OUR INSTITUTIONS are cracking at the edges. Each day, we hear about another failure that causes us to question the role and efficacy of government, industry, and social structures. But all too often the debate focuses on the specific problems of a particular sector: Have newspapers lost their way? Is the auto industry obsolete? Can finance be managed without bankrupting us? The overwhelming details of each problem mask systemic problems of all the failing organizations. On closer examination, we can identify a consistent set of causes that apply across the board.
The first systemic problem is simply a matter of scale. Too many organizations have grown without limit - beyond any rational design point - and no correction has been made to accommodate their size. This is a common problem in engineering: We design things with some implicit size in mind, and then are expected to extend that design bit by bit until the parameters are so out of whack that the whole enterprise collapses. Simply put, an airplane meant to carry 100 passengers will probably fly with 120, but not with 200. Any good engineer will recognize that at some point you have to rethink the problem.
What we previously viewed as “economies of scale’’ have become liabilities. We can mask that with statements such as “too big to fail,’’ but the real problem is that they are too big not to fail.
Second, our organizations have become monocultures. Collections of organizations that are too large have also become too similar; any distinction is bred out of them. I first learned this as the “supermarket theory,’’ but economists call it Hotelling’s Law. The idea is that if you have one city block and one supermarket, the logical placement is in the middle of the block, to draw equally well from each end. But what if you have two stores? It would make sense for each to locate on either end of the block, to be closer to half of the shoppers.
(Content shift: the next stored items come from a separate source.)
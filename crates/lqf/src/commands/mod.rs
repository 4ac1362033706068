//! Command implementations for the lqf CLI.
//!
//! This module contains the actual command handlers that are invoked by the CLI.

pub mod completions;
pub mod config;
pub mod fields;
pub mod filters;
pub mod serialize;

use std::env;

use lucene_filters::{FieldDescriptor, FieldRegistry};

use crate::cli::Cli;
use config::Config;

/// Error type for command execution.
#[derive(Debug, thiserror::Error)]
pub enum CommandError {
    /// Query text could not be parsed.
    #[error("parse error: {0}")]
    Parse(#[from] lucene_ast::ParseError),

    /// Query parsed but has no filter representation.
    #[error("{0}")]
    Rejected(#[from] lucene_filters::Rejection),

    /// A value does not fit its field.
    #[error("filter error: {0}")]
    Filter(#[from] lucene_filters::FilterError),

    /// Field registry could not be loaded.
    #[error("registry error: {0}")]
    Registry(#[from] lucene_filters::RegistryError),

    /// Field name not in the registry.
    #[error("unknown field '{name}'{}", suggestion_hint(.suggestion))]
    UnknownField {
        /// The name as given.
        name: String,
        /// Closest registered name, if any is close enough.
        suggestion: Option<String>,
    },

    /// Command arguments do not fit together.
    #[error("invalid arguments: {0}")]
    InvalidArguments(String),

    /// Configuration error.
    #[error("configuration error: {0}")]
    Config(String),

    /// I/O error.
    #[error("I/O error: {0}")]
    Io(#[from] std::io::Error),

    /// Serialization error.
    #[error("serialization error: {0}")]
    Json(#[from] serde_json::Error),
}

impl CommandError {
    /// Builds an unknown field error with a suggestion from the registry.
    pub fn unknown_field(registry: &FieldRegistry, name: &str) -> Self {
        CommandError::UnknownField {
            name: name.to_string(),
            suggestion: registry.suggest(name).map(str::to_string),
        }
    }
}

fn suggestion_hint(suggestion: &Option<String>) -> String {
    suggestion
        .as_ref()
        .map(|s| format!(" (did you mean '{s}'?)"))
        .unwrap_or_default()
}

/// Result type for command execution.
pub type Result<T> = std::result::Result<T, CommandError>;

/// Context for command execution, containing common dependencies.
pub struct CommandContext {
    /// Whether to output JSON.
    pub json_output: bool,
    /// Whether to use colors.
    pub use_colors: bool,
    /// Whether to be quiet (errors only).
    pub quiet: bool,
    /// Whether to be verbose.
    pub verbose: bool,
}

impl CommandContext {
    /// Creates a new command context from CLI arguments and the loaded config.
    ///
    /// Colors are off when `--no-color` is given, when `NO_COLOR` is set, or
    /// when the config turns them off.
    pub fn from_cli(cli: &Cli, config: &Config) -> Self {
        let no_color_env = env::var_os("NO_COLOR").is_some_and(|v| !v.is_empty());
        Self {
            json_output: cli.json,
            use_colors: !cli.no_color && !no_color_env && config.output.color.unwrap_or(true),
            quiet: cli.quiet,
            verbose: cli.verbose,
        }
    }
}

/// Loads the field registry for query commands.
///
/// `--fields` wins over the `[[fields]]` tables of the config file. With
/// neither, only free text on the implicit field is understood.
pub fn load_registry(cli: &Cli, config: &Config) -> Result<FieldRegistry> {
    if let Some(path) = &cli.fields {
        return Ok(FieldRegistry::load(path)?);
    }
    if config.fields.is_empty() {
        tracing::debug!("no fields configured, using implicit field only");
        return Ok(FieldRegistry::new(vec![FieldDescriptor::implicit("Text")])?);
    }
    Ok(FieldRegistry::new(config.fields.clone())?)
}

#[cfg(test)]
mod tests {
    use super::*;
    use clap::Parser;
    use lucene_filters::{FieldType, FilterValue};

    #[test]
    fn test_unknown_field_message_with_suggestion() {
        let registry = FieldRegistry::new(vec![FieldDescriptor::new(
            "color",
            "Color",
            FieldType::Enum,
            FilterValue::Enum(vec![]),
        )])
        .unwrap();

        let err = CommandError::unknown_field(&registry, "colr");
        assert_eq!(err.to_string(), "unknown field 'colr' (did you mean 'color'?)");

        let err = CommandError::unknown_field(&registry, "COLOR");
        assert_eq!(err.to_string(), "unknown field 'COLOR' (did you mean 'color'?)");

        let err = CommandError::unknown_field(&registry, "weight");
        assert_eq!(err.to_string(), "unknown field 'weight'");
    }

    #[test]
    fn test_default_registry_has_implicit_field() {
        let cli = Cli::parse_from(["lqf", "fields"]);
        let registry = load_registry(&cli, &Config::default()).unwrap();
        assert_eq!(registry.len(), 1);
        assert!(registry.get("<implicit>").is_some());
    }

    #[test]
    fn test_registry_from_config_fields() {
        let cli = Cli::parse_from(["lqf", "fields"]);
        let config = Config {
            fields: vec![
                FieldDescriptor::implicit("Text"),
                FieldDescriptor::new("size", "Size", FieldType::Integer, FilterValue::Integer(1)),
            ],
            ..Config::default()
        };
        let registry = load_registry(&cli, &config).unwrap();
        assert!(registry.get("size").is_some());
    }

    #[test]
    fn test_config_can_disable_colors() {
        let cli = Cli::parse_from(["lqf", "fields"]);
        let mut config = Config::default();
        config.output.color = Some(false);
        assert!(!CommandContext::from_cli(&cli, &config).use_colors);
    }
}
But instead, both markets vie for the center to attract all the customers. Since their offerings and location are the same, they become undifferentiated clones. Now any problem that impacts one will harm the other equally.
Monocultures also lead to a “herd mentality.’’ You can see this with banks. It’s a Gresham’s Law applied to business practice: The worst practice will displace the better as long as enough actors are doing it. So when one bank takes an excessive risk to reap a greater reward, that risk package propagates. But then when one organization “gets sick,’’ like a homogeneous population, they all risk catching the same infection.
Third, our large institutions have become opaque. When no one inside or outside an organization understands what that institution does or how it does it, effective management and regulation become impossible.
Our financial system is an obvious example. When a company claims it has to retain the employees that sank it because no one else can understand how to unwind the mess they created, the company has clearly gone beyond transparent business practice.
Fourth, we have lost sight of the necessary balance between industry and community. Think of community needs and industry as sitting on opposite sides of a seesaw. When one weakens, the other needs to increase its weight to bring it back to equilibrium. An industry simply cannot lose touch with the needs of the communities it serves.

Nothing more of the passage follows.